At the time of the conquest of the Balkans by Rome in 168-75 BC, Naissos was used as a base for operations. Naissus was first mentioned in Roman documents near the beginning of 2nd century CE, and was considered a place worthy of note in the Geography of Ptolemy of Alexandria.

The Romans occupied the town in the period of the "Dardanian War" (75-73 BC), and set up a legionary camp. The city (called refugia and vici in pre-Roman relation), because of its strategic position (Thracians were based to the south) developed as an important garrison and market town of the province of Moesia Superior.

The Romans built the Via Militaris in the early 1st century AD, with Naissus being one of the key towns. Five roads met at Naissus, from Lissus, Serdica, Singidunum, Ratiaria and Thessalonica (through Scupi).

A tombstone of a Cretan soldier under either Claudius (41-54) or Nero (54-68) stands in Naissus, pointing that auxiliary units were stationed here at that time. Legia IIII Scythica and VII Claudia may have briefly been stationed here. An auxiliary fort was based to the north, at present-day Ravna, called Timacum minus. Marcus Aurelius (161–180) promoted the city to municipia. Overall, several family tombstones point that this was an important military region and by the 3rd century a social class of peasants and soldiers emerged.

Cohort I Aurelia Dardanorum was based in the city.

At the latest, a praetorium (road-station) was established under Septimius Severus (193-211) for Imperial officials business traveling, administered by stratores of Upper Moesia.

In 268, during the "Crisis of the third century" when the Empire almost collapsed, the greatest Gothic invasion seen to date came pouring into the Balkans. The Goths' seaborne allies, the Heruli, supplied a fleet, carrying vast armies down the coast of the Black Sea where they ravaged coastal territories in Thrace and Macedonia. Other huge forces crossed the Danube in Moesia. An invasion of Goths into the province of Pannonia was leading to disaster. In 268, Emperor Gallienus won some important initial victories at land and sea, but it was his successor Claudius II who finally defeated the invaders at the Battle of Naissus in 268, one of the bloodiest battles of the 3rd century. Invaders allegedly left thirty to fifty thousand dead on the field.
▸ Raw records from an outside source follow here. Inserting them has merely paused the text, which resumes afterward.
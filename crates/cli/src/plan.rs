//! Turning a world scan into dirty tiles, and reading them back.

use std::collections::BTreeSet;
use std::time::Instant;

use anyhow::{Context, Result};
use cartograph_engine::batch::mark_dirty;
use cartograph_engine::tiles::{DiskBackedTileSet, DiskBackedTileSetFactory};
use cartograph_engine::world::position::{ChunkCoord, TileCoord};

use crate::config::Config;
use crate::region_scan;

/// Counts from one `plan` run.
#[derive(Debug, Default, Clone, PartialEq, Eq)]
pub struct PlanSummary {
    pub regions: usize,
    pub skipped_regions: usize,
    pub chunks: usize,
    pub tiles: usize,
    pub new_tiles: usize,
}

/// The tile holding `chunk` when tiles are `tile_size_chunks` chunks across.
pub fn tile_of(chunk: ChunkCoord, tile_size_chunks: u32) -> TileCoord {
    let size = tile_size_chunks as i32;
    TileCoord::new(chunk.x.div_euclid(size), chunk.z.div_euclid(size))
}

fn open_list(config: &Config) -> Result<DiskBackedTileSet> {
    let factory = DiskBackedTileSetFactory::new(&config.cache_dir)
        .with_context(|| format!("opening tile cache {}", config.cache_dir.display()))?;
    factory
        .create_list(&config.list_name)
        .with_context(|| format!("opening tile list {:?}", config.list_name))
}

/// Scan every region the subset selects and mark the tiles of its chunks dirty.
///
/// Unreadable regions are logged and skipped.
pub fn plan(config: &Config) -> Result<PlanSummary> {
    let start = Instant::now();
    let subset = config.subset.build();
    let dimension_dir = config.dimension_dir();
    tracing::info!("Planning {} over {}", subset.description(), dimension_dir.display());

    let tiles = open_list(config)?;
    let mut summary = PlanSummary::default();
    let mut dirty = BTreeSet::new();

    for region in subset.create_region_iterator(config.save_format.into(), &dimension_dir) {
        let chunks = match region_scan::present_chunks(&region) {
            Ok(chunks) => chunks,
            Err(e) => {
                tracing::warn!("Skipping region {}: {:#}", region.path.display(), e);
                summary.skipped_regions += 1;
                continue;
            }
        };
        summary.regions += 1;
        for chunk in chunks.into_iter().filter(|&c| subset.contains(c)) {
            summary.chunks += 1;
            dirty.insert(tile_of(chunk, config.tile_size_chunks));
        }
    }

    let dirty: Vec<TileCoord> = dirty.into_iter().collect();
    summary.tiles = dirty.len();
    summary.new_tiles = mark_dirty(&tiles, &dirty)
        .with_context(|| format!("recording dirty tiles in {}", tiles.dir().display()))?;

    tracing::info!(
        "Planned {} tiles ({} new) from {} chunks in {} regions ({:.2?})",
        summary.tiles,
        summary.new_tiles,
        summary.chunks,
        summary.regions,
        start.elapsed(),
    );
    Ok(summary)
}

/// Dirty tiles in render order, with their bounds.
#[derive(Debug, Default)]
pub struct Listing {
    pub tiles: Vec<TileCoord>,
    pub bounds: Option<(TileCoord, TileCoord)>,
}

pub fn list(config: &Config) -> Result<Listing> {
    let set = open_list(config)?;
    let mut tiles: Vec<TileCoord> = set
        .iter()
        .with_context(|| format!("reading tile list {}", set.dir().display()))?
        .collect();
    tiles.sort_by_key(|t| (t.z_order(), t.y, t.x));
    let bounds = set
        .bounds()
        .with_context(|| format!("reading tile list {}", set.dir().display()))?;
    Ok(Listing { tiles, bounds })
}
Four years later in 272, the son of military commander Constantius Chlorus and an innkeeper's daughter called Flavia Iulia Helena was born in Naissus and destined to rule as Emperor Constantine the Great.

Constantine created the Dacia mediterranea province of which Naissus was capital, which also had Naissus and Remesiana of the Via militaris and the towns of Pautalia and Germania. He lived at Naissus in short periods from 316-322.

Roman Emperor Julian the Apostate (360-363) resided in Naissus briefly in 361, prior to becoming the sole Augustus.

A fabricae that produced ingots (Gold bars) was active in Naissus at the time of Theodosius I (378-395) as findings with the marking of NAISI at the order of the Emperor have been found in Romania, dating to 379.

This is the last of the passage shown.